→ Activity
Retype, without alteration, each line from the line containing "align-items: center;" to the final line of the records.
━━━ Entries provided ━━━
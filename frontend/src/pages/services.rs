use yew::prelude::*;

use crate::content::Service;

#[derive(Properties, PartialEq)]
pub struct ServicesProps {
    pub services: Vec<Service>,
}

#[function_component(Services)]
pub fn services(props: &ServicesProps) -> Html {
    html! {
        <section id="services" class="services-section">
            <div class="section-inner">
                <h2 class="section-title">{"What I "}<span class="accent">{"Offer"}</span></h2>
                <div class="services-grid">
                    { for props.services.iter().map(|service| html! {
                        <div class="service-card">
                            <div class="service-icon">{&service.icon}</div>
                            <h3>{&service.title}</h3>
                            <p>{&service.description}</p>
                        </div>
                    }) }
                </div>
            </div>
            <style>
                {r#"
                .services-section { padding: 6rem 0; background: var(--card); }
                .services-grid {
                    display: grid;
                    grid-template-columns: repeat(auto-fit, minmax(220px, 1fr));
                    gap: 1.5rem;
                }
                .service-card {
                    padding: 2rem;
                    border-radius: 1rem;
                    background: var(--surface);
                    border: 1px solid transparent;
                    transition: border-color 0.3s ease, transform 0.3s ease;
                }
                .service-card:hover { border-color: var(--accent); transform: translateY(-4px); }
                .service-icon { font-size: 2.5rem; margin-bottom: 1rem; }
                .service-card h3 { color: var(--text); margin-bottom: 0.5rem; }
                .service-card p { color: var(--muted); }
                "#}
            </style>
        </section>
    }
}
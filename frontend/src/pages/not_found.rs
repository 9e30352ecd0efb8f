use yew::prelude::*;
use yew_router::prelude::*;

use crate::Route;

#[function_component(NotFound)]
pub fn not_found() -> Html {
    html! {
        <div class="not-found">
            <h1>{"404"}</h1>
            <p>{"This page doesn't exist."}</p>
            <Link<Route> to={Route::Home} classes="not-found-link">
                {"Back to the portfolio"}
            </Link<Route>>
            <style>
                {r#"
                .not-found {
                    min-height: 100vh;
                    display: flex;
                    flex-direction: column;
                    align-items: center;
                    justify-content: center;
                    gap: 1rem;
                    color: var(--text);
                }
                .not-found h1 { font-size: 4rem; margin: 0; color: var(--accent); }
                .not-found-link { color: var(--accent); }
                "#}
            </style>
        </div>
    }
}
━━━
→ Answer to this problem
                    align-items: center;
                    justify-content: center;
                    gap: 1rem;
                    color: var(--text);
                }
                .not-found h1 { font-size: 4rem; margin: 0; color: var(--accent); }
                .not-found-link { color: var(--accent); }
                "#}
            </style>
        </div>
    }
}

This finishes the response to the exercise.